Because existing facial capture systems require controlled settings and the physical presence of the corresponding individuals, these facial capture systems cannot be used to perform facial reconstruction under various uncontrolled “in the wild” conditions that include arbitrary human identity, facial expression, single point of view, and/or undetermined lighting environment. For example, film and television productions increasingly utilize 3D facial geometry for actors at a younger age, or actors who have passed away. The only imagery available for these types of facial geometry is “legacy” footage from old movies and internet photo collections. This “legacy” footage typically lacks multiple camera views, calibrated camera parameters, controlled lighting, desired expressions into which the actor can be guided, and/or other constraints that are required by a conventional facial capture technique to construct a 3D geometry. The conventional facial capture technique would similarly be unable to construct a realistic 3D avatar of a user, given images of the user captured by a mobile phone or camera under uncontrolled conditions.
As the foregoing illustrates, what is needed in the art are more effective techniques for generating digital faces outside of controlled settings for performing facial capture.

SUMMARY

One embodiment of the present invention sets forth a technique for performing shape and appearance reconstruction. The technique includes generating a first set of renderings associated with an object based on a set of parameters that represent a reconstruction of the object in a first target image. The technique also includes producing, via a neural network, a first set of corrections associated with at least a portion of the set of parameters based on the first target image and the first set of renderings. The technique further includes generating an updated reconstruction of the object based on the first set of corrections.
One technical advantage of the disclosed techniques relative to the prior art is that faces and other types of objects can be reconstructed under uncontrolled “in the wild” conditions. Accordingly, the disclosed techniques can be used to perform shape and appearance reconstruction for objects that cannot be captured under controlled studio-like settings. Another technical advantage of the disclosed techniques is an improvement in reconstruction accuracy over conventional parametric models that are created from limited datasets of faces or other objects. For example, the disclosed techniques could be used to add granular details to a face after the reconstruction of the face is produced via a conventional parametric model. These technical advantages provide one or more technological improvements over prior art approaches.
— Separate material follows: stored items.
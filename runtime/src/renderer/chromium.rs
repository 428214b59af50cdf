// Copyright 2026 PriceLens Contributors
// SPDX-License-Identifier: Apache-2.0

//! Chromium-based renderer using chromiumoxide.

use super::{NavigationResult, NavigationTimeout, RenderContext, Renderer};
use anyhow::{bail, Context, Result};
use async_trait::async_trait;
use chromiumoxide::browser::{Browser, BrowserConfig};
use chromiumoxide::page::Page;
use futures::StreamExt;
use std::path::{Path, PathBuf};
use std::sync::atomic::{AtomicUsize, Ordering};
use std::sync::Arc;
use std::time::Instant;

/// Find the Chromium binary path.
///
/// Order: explicit path, `~/.pricelens/chromium/`, then the system `PATH`.
pub fn find_chromium(explicit: Option<&Path>) -> Option<PathBuf> {
    if let Some(path) = explicit {
        if path.exists() {
            return Some(path.to_path_buf());
        }
        tracing::warn!("configured Chromium path {} does not exist", path.display());
    }

    let local = crate::config::data_dir().join("chromium");
    let candidates = if cfg!(target_os = "macos") {
        vec![
            local.join("chrome-mac-arm64/Google Chrome for Testing.app/Contents/MacOS/Google Chrome for Testing"),
            local.join("chrome-mac-x64/Google Chrome for Testing.app/Contents/MacOS/Google Chrome for Testing"),
            local.join("chrome"),
        ]
    } else {
        vec![local.join("chrome-linux64/chrome"), local.join("chrome")]
    };
    if let Some(found) = candidates.into_iter().find(|c| c.exists()) {
        return Some(found);
    }

    for name in ["google-chrome", "chromium", "chromium-browser"] {
        if let Ok(path) = which::which(name) {
            return Some(path);
        }
    }

    if cfg!(target_os = "macos") {
        let common =
            PathBuf::from("/Applications/Google Chrome.app/Contents/MacOS/Google Chrome");
        if common.exists() {
            return Some(common);
        }
    }

    None
}

/// Chromium-based renderer.
pub struct ChromiumRenderer {
    browser: Browser,
    active_count: Arc<AtomicUsize>,
}

impl ChromiumRenderer {
    /// Launch a headless Chromium instance.
    pub async fn new(explicit_path: Option<&Path>) -> Result<Self> {
        let chrome_path = find_chromium(explicit_path)
            .context("Chromium not found. Set PRICELENS_CHROMIUM_PATH or install Chrome.")?;

        let config = BrowserConfig::builder()
            .chrome_executable(chrome_path)
            .arg("--headless=new")
            .arg("--disable-gpu")
            .arg("--no-sandbox")
            .arg("--disable-dev-shm-usage")
            .arg("--disable-extensions")
            .arg("--disable-background-networking")
            .build()
            .map_err(|e| anyhow::anyhow!("failed to build browser config: {e}"))?;

        let (browser, mut handler) = Browser::launch(config)
            .await
            .context("failed to launch Chromium")?;

        tokio::spawn(async move {
            while let Some(event) = handler.next().await {
                let _ = event;
            }
        });

        Ok(Self {
            browser,
            active_count: Arc::new(AtomicUsize::new(0)),
        })
    }
}

#[async_trait]
impl Renderer for ChromiumRenderer {
    async fn new_context(&self) -> Result<Box<dyn RenderContext>> {
        let page = self
            .browser
            .new_page("about:blank")
            .await
            .context("failed to create new page")?;

        self.active_count.fetch_add(1, Ordering::Relaxed);

        Ok(Box::new(ChromiumContext {
            page,
            active_count: Arc::clone(&self.active_count),
        }))
    }

    async fn shutdown(&self) -> Result<()> {
        // Browser is dropped with the renderer
        Ok(())
    }

    fn active_contexts(&self) -> usize {
        self.active_count.load(Ordering::Relaxed)
    }
}

/// A single Chromium page context.
pub struct ChromiumContext {
    page: Page,
    active_count: Arc<AtomicUsize>,
}

#[async_trait]
impl RenderContext for ChromiumContext {
    async fn navigate(&mut self, url: &str, timeout_ms: u64) -> Result<NavigationResult> {
        let start = Instant::now();

        let result = tokio::time::timeout(
            std::time::Duration::from_millis(timeout_ms),
            self.page.goto(url),
        )
        .await;

        match result {
            Ok(Ok(_)) => {
                let _ = self.page.wait_for_navigation().await;

                let final_url = self
                    .page
                    .url()
                    .await
                    .unwrap_or_default()
                    .map(|u| u.to_string())
                    .unwrap_or_else(|| url.to_string());

                Ok(NavigationResult {
                    final_url,
                    load_time_ms: start.elapsed().as_millis() as u64,
                })
            }
            Ok(Err(e)) => bail!("navigation failed: {e}"),
            Err(_) => Err(NavigationTimeout(timeout_ms).into()),
        }
    }

    async fn get_html(&self) -> Result<String> {
        let result = self
            .page
            .evaluate("document.documentElement.outerHTML")
            .await
            .context("failed to get HTML")?;

        let html: String = result
            .into_value()
            .map_err(|e| anyhow::anyhow!("failed to convert HTML result: {e:?}"))?;

        Ok(html)
    }

    async fn close(self: Box<Self>) -> Result<()> {
        self.active_count.fetch_sub(1, Ordering::Relaxed);
        let _ = self.page.close().await;
        Ok(())
    }
}

#[cfg(test)]
mod tests {
    use super::*;

    #[test]
    fn test_missing_explicit_path_falls_back() {
        // Only checks that a bogus explicit path is not returned as-is.
        let found = find_chromium(Some(Path::new("/nonexistent/chrome")));
        assert_ne!(found, Some(PathBuf::from("/nonexistent/chrome")));
    }

    #[tokio::test]
    #[ignore] // Requires Chromium to be installed
    async fn test_chromium_renders_script_output() {
        let renderer = ChromiumRenderer::new(None)
            .await
            .expect("failed to create renderer");
        let html = crate::renderer::fetch_html(
            &renderer,
            "data:text/html,<span id='p'></span><script>document.getElementById('p').textContent='99 DT'</script>",
            &crate::renderer::FetchSettings {
                nav_timeout_ms: 10_000,
                settle_ms: 100,
                hard_timeout_ms: 15_000,
            },
        )
        .await
        .expect("fetch failed");
        assert!(html.contains("99 DT"));
        assert_eq!(renderer.active_contexts(), 0);
        renderer.shutdown().await.expect("shutdown failed");
    }
}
BRIEF DESCRIPTION OF THE DRAWINGS

So that the manner in which the above recited features of the various embodiments can be understood in detail, a more particular description of the inventive concepts, briefly summarized above, may be had by reference to various embodiments, some of which are illustrated in the appended drawings. It is to be noted, however, that the appended drawings illustrate only typical embodiments of the inventive concepts and are therefore not to be considered limiting of scope in any way, and that there are other equally effective embodiments.

FIG. 1 illustrates a system configured to implement one or more aspects of various embodiments.

FIG. 2 illustrates the operation of the parameter estimation engine of FIG. 1 , according to various embodiments.

FIG. 3 illustrates the operation of the refinement engine of FIG. 1 , according to various embodiments.

FIG. 4 illustrates the preparation of training data for the machine learning model of FIG. 3 , according to various embodiments.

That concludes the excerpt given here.